(Data records)
☆ ☆ ☆ ☆

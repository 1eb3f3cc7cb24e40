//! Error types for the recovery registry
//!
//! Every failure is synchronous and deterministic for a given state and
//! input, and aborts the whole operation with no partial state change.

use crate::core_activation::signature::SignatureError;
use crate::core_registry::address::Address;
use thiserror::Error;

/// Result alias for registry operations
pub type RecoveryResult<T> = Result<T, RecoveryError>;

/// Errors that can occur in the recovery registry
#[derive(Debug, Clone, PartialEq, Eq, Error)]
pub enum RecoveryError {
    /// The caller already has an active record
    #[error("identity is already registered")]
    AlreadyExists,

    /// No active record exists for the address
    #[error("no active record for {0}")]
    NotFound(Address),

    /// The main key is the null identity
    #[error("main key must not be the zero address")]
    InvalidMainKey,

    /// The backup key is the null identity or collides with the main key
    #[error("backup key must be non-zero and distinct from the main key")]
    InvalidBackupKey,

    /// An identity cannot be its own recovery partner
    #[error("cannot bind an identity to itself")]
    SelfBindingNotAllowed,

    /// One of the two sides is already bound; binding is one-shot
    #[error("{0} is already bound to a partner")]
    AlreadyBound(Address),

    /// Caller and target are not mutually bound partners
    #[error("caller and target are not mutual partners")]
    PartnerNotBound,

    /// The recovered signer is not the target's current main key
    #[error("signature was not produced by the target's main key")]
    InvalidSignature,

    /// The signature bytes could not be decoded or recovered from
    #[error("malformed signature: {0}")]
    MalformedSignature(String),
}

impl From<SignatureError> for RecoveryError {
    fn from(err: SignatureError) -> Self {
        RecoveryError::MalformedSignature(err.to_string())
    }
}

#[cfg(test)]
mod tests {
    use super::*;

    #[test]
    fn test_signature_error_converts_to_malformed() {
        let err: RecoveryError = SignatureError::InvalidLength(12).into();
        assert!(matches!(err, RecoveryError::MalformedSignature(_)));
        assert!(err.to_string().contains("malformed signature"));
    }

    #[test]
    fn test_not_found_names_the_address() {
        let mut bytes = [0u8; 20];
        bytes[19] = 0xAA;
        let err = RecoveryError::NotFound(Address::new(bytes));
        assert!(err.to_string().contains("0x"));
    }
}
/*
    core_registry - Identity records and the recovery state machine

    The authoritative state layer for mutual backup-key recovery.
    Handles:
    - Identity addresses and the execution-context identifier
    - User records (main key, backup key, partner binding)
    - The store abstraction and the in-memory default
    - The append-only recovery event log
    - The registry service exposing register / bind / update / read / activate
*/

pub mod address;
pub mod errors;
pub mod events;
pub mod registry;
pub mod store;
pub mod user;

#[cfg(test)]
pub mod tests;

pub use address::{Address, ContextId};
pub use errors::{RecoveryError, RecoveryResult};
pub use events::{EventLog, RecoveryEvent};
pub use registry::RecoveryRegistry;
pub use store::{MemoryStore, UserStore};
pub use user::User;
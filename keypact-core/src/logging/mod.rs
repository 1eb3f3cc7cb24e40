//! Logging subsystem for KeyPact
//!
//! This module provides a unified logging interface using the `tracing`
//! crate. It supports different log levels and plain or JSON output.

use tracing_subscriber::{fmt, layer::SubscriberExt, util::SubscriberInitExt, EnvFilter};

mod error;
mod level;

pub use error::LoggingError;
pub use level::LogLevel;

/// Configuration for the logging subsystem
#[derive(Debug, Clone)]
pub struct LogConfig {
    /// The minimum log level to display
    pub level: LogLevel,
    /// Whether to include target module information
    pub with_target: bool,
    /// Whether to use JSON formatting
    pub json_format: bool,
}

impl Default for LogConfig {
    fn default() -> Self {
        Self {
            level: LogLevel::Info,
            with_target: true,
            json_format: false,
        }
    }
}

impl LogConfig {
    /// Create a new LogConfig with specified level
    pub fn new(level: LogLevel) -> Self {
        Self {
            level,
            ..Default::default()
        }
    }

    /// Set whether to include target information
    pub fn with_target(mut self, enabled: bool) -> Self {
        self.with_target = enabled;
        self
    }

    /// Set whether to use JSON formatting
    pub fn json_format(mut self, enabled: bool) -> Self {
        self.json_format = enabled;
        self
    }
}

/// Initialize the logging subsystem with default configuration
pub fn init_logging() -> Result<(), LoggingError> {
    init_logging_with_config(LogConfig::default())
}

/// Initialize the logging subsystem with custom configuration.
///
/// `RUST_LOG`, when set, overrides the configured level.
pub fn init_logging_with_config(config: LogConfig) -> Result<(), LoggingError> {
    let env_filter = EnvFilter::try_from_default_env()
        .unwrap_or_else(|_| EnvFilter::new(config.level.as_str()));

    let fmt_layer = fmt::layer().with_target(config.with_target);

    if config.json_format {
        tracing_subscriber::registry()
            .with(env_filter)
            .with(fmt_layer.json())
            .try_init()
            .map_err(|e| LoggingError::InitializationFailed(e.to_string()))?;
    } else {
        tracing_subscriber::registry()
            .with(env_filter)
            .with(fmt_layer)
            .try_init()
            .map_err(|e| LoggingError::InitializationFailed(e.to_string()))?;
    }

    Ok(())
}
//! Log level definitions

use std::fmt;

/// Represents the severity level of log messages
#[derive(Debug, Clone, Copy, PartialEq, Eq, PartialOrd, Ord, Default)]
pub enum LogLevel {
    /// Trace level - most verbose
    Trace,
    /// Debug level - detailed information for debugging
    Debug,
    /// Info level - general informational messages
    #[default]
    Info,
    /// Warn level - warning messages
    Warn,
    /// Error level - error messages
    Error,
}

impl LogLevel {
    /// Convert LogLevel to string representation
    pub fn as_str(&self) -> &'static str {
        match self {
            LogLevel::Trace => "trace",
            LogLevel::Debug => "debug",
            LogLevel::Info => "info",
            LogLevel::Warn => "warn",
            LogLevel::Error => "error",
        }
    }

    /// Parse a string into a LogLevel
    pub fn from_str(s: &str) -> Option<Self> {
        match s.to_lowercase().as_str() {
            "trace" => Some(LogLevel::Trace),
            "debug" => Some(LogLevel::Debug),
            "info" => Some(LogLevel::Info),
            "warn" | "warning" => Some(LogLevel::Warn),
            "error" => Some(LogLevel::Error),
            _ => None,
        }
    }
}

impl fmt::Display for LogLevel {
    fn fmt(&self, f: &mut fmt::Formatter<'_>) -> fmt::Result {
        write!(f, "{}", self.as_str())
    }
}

☆ ☆ ☆ ☆

PROBLEM:
Going through the records above line by line, tally those with the word "MalformedSignature" and answer with the number only.

OUTPUT FOR THIS EXERCISE:
3